*What to work on*
Check each line of the data below for the word "BlockLengthMismatch". How many lines have it? Answer with the number alone.
#### Data under study ####
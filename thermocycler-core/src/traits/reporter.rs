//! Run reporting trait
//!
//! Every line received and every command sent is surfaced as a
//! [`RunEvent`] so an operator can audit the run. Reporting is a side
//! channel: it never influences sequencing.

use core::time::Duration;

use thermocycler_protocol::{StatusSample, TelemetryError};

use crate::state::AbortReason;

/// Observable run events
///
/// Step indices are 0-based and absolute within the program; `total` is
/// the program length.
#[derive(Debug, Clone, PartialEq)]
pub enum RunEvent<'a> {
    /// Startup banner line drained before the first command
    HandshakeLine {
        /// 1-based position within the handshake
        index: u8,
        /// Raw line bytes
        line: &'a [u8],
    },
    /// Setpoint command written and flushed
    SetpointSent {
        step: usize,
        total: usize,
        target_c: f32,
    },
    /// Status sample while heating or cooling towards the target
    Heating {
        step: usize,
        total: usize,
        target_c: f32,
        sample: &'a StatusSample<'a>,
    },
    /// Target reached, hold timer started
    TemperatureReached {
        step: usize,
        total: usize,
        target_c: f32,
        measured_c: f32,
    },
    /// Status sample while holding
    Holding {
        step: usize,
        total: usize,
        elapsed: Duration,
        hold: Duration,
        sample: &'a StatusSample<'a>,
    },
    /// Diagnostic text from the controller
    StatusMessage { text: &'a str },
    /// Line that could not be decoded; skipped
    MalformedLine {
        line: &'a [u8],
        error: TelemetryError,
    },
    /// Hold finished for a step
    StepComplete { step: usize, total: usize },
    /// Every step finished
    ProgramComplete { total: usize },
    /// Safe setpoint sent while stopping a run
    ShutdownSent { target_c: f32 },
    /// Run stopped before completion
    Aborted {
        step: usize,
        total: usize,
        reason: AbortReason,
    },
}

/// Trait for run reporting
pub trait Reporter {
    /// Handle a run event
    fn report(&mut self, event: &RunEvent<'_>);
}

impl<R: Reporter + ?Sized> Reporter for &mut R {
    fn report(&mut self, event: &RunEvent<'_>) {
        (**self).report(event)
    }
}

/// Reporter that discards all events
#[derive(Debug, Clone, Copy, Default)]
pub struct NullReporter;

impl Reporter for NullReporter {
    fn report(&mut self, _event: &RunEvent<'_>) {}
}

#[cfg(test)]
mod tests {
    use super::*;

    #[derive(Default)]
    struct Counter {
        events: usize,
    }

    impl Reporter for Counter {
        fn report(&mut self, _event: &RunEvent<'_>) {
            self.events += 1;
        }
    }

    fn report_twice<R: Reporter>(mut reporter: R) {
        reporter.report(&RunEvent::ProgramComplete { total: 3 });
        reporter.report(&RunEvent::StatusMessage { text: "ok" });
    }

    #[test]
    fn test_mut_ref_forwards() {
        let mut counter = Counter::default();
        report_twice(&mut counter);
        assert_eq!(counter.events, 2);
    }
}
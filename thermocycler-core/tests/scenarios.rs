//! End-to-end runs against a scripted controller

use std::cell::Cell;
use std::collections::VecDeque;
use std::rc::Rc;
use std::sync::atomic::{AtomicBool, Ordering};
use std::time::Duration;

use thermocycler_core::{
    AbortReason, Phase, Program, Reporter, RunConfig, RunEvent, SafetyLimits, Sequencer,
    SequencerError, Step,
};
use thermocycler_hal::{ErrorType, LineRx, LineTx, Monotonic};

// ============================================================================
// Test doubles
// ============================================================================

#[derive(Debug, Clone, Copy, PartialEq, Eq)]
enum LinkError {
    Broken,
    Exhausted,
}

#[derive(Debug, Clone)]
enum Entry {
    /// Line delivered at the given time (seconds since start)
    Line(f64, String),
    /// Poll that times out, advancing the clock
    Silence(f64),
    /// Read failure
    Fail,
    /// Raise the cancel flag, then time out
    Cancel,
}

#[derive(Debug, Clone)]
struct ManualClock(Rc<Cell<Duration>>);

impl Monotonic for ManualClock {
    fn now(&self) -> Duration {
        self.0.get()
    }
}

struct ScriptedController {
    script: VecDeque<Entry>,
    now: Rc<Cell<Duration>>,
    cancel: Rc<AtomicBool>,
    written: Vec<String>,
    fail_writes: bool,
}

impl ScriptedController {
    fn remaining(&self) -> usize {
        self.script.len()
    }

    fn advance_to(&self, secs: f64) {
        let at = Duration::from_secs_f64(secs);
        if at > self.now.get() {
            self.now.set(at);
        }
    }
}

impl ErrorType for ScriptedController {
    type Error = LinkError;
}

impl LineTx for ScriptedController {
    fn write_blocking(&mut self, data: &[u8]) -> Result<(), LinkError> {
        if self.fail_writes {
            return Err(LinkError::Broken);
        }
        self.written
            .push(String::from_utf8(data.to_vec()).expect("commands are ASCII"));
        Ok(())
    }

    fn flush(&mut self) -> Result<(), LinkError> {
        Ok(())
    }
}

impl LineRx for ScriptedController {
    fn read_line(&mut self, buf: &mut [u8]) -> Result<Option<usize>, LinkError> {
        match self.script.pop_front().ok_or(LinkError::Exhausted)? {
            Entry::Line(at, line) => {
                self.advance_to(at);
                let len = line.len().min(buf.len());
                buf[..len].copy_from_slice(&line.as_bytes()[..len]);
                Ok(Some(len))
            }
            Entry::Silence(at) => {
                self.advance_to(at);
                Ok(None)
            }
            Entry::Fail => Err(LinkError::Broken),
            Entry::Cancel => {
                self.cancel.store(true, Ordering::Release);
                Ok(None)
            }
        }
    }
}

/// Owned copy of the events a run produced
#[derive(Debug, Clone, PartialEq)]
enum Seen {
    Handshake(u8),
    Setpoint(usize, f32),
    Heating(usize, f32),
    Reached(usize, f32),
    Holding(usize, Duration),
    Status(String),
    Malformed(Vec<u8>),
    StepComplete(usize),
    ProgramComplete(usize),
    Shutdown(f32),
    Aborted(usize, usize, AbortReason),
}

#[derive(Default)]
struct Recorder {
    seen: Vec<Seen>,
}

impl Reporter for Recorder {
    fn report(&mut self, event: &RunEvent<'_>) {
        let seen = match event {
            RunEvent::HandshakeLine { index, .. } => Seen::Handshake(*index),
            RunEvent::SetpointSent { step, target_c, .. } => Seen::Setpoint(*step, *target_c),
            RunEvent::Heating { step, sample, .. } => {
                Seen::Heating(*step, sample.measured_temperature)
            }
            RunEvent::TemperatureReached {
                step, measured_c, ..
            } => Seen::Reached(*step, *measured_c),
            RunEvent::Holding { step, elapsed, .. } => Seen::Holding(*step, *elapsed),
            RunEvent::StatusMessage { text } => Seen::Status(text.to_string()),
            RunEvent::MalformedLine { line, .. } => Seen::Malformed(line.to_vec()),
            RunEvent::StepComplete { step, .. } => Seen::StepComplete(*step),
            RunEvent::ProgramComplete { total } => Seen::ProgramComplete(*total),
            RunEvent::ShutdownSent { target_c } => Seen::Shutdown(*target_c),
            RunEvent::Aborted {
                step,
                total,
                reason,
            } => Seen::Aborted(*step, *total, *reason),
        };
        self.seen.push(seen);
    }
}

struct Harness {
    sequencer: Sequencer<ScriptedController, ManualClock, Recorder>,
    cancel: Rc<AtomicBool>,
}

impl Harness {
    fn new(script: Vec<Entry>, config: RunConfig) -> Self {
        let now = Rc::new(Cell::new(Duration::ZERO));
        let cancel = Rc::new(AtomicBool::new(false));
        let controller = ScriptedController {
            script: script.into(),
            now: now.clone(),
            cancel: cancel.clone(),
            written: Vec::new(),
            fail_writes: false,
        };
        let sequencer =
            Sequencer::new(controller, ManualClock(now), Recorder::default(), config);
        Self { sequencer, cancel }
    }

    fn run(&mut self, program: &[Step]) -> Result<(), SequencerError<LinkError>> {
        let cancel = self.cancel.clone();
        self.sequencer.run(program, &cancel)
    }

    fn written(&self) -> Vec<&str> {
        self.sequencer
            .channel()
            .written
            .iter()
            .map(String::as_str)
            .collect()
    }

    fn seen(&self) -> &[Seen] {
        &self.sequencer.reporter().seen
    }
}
####
#### Data under study ####
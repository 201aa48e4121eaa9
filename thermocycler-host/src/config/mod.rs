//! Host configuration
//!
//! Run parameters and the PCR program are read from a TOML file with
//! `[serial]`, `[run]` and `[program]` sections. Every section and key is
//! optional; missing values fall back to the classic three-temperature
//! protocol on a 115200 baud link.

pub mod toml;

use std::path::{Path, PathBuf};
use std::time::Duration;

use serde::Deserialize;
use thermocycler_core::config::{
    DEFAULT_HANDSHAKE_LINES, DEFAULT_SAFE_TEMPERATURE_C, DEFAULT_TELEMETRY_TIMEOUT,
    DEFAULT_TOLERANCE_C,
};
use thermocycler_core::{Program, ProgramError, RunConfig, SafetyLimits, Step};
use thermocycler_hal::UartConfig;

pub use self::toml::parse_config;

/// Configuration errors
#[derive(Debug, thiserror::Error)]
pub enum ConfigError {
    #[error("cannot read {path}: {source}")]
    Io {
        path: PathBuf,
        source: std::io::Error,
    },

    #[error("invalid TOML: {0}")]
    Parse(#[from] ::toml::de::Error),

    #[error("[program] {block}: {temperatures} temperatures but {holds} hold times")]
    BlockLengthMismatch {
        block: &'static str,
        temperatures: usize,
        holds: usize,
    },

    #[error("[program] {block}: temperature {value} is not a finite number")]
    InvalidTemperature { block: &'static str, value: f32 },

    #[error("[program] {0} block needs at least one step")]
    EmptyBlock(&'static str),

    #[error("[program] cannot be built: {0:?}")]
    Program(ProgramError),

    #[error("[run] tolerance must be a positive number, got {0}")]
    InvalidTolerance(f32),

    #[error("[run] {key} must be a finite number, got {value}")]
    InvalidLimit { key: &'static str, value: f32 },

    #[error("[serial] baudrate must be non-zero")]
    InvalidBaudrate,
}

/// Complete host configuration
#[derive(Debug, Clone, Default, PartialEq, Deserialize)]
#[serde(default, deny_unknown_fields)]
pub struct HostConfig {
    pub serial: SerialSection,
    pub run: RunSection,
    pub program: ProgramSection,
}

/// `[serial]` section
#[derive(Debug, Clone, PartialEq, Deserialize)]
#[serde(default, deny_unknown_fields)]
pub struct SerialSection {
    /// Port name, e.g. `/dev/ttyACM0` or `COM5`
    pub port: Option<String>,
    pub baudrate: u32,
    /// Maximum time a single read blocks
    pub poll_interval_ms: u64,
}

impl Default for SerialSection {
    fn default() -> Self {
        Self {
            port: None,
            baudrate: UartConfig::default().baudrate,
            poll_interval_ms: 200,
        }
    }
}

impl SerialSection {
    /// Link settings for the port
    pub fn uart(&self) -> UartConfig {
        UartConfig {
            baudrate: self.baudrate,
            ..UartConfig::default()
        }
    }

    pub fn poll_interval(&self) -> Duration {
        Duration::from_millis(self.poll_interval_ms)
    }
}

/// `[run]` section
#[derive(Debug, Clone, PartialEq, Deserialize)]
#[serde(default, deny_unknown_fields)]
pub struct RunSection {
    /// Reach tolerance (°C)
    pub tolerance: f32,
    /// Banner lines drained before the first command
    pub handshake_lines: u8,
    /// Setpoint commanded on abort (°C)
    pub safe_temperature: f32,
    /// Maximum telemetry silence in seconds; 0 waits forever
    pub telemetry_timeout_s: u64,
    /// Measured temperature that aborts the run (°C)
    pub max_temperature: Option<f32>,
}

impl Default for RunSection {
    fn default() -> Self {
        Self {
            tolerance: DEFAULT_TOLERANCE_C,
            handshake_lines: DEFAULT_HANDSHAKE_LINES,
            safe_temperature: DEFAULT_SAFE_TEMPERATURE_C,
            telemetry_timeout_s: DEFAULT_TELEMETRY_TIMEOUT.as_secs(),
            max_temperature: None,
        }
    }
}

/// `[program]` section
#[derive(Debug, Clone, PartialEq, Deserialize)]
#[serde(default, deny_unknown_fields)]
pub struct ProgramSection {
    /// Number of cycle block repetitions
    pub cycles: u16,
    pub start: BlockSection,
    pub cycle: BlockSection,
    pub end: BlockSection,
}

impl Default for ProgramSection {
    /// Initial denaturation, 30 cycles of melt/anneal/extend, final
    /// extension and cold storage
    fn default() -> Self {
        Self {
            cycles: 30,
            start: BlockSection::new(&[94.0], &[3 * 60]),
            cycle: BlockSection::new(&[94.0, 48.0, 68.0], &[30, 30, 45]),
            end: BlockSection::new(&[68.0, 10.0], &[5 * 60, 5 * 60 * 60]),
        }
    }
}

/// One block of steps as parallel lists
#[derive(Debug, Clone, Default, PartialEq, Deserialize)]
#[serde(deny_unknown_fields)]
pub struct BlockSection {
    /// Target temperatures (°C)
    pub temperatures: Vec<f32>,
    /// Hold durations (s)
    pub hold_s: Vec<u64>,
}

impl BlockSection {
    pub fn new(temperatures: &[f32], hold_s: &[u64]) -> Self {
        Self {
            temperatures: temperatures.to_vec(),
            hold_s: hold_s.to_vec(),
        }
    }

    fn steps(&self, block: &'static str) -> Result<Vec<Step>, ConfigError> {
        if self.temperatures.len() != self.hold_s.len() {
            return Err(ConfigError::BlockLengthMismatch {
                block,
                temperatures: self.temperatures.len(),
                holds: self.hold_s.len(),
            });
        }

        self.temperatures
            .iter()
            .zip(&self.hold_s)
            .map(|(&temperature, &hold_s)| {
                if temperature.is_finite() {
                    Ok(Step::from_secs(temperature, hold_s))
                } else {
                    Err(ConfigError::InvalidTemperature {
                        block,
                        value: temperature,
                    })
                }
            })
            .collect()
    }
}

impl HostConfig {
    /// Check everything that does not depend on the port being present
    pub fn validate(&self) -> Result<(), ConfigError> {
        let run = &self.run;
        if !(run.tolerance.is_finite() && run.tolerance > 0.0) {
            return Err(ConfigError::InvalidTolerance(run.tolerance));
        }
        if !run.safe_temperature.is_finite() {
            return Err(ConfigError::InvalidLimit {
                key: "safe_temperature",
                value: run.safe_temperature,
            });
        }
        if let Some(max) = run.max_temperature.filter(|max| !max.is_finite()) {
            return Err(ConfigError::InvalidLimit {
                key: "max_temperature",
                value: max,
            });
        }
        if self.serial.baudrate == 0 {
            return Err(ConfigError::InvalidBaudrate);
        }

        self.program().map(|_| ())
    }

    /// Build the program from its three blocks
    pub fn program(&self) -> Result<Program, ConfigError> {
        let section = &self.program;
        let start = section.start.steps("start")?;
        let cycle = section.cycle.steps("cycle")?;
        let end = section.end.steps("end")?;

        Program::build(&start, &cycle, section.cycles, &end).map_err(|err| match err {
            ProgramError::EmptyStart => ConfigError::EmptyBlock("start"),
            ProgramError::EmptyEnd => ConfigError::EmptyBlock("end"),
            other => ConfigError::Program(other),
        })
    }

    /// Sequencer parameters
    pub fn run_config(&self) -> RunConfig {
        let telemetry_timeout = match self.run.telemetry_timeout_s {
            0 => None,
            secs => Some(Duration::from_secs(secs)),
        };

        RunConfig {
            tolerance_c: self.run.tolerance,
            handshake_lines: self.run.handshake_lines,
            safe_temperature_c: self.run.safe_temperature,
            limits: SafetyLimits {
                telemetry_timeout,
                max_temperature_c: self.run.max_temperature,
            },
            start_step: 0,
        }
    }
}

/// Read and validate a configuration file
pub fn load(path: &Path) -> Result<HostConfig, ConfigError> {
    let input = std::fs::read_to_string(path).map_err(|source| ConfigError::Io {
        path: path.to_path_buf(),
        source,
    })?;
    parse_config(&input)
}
####
*Exercise output*
2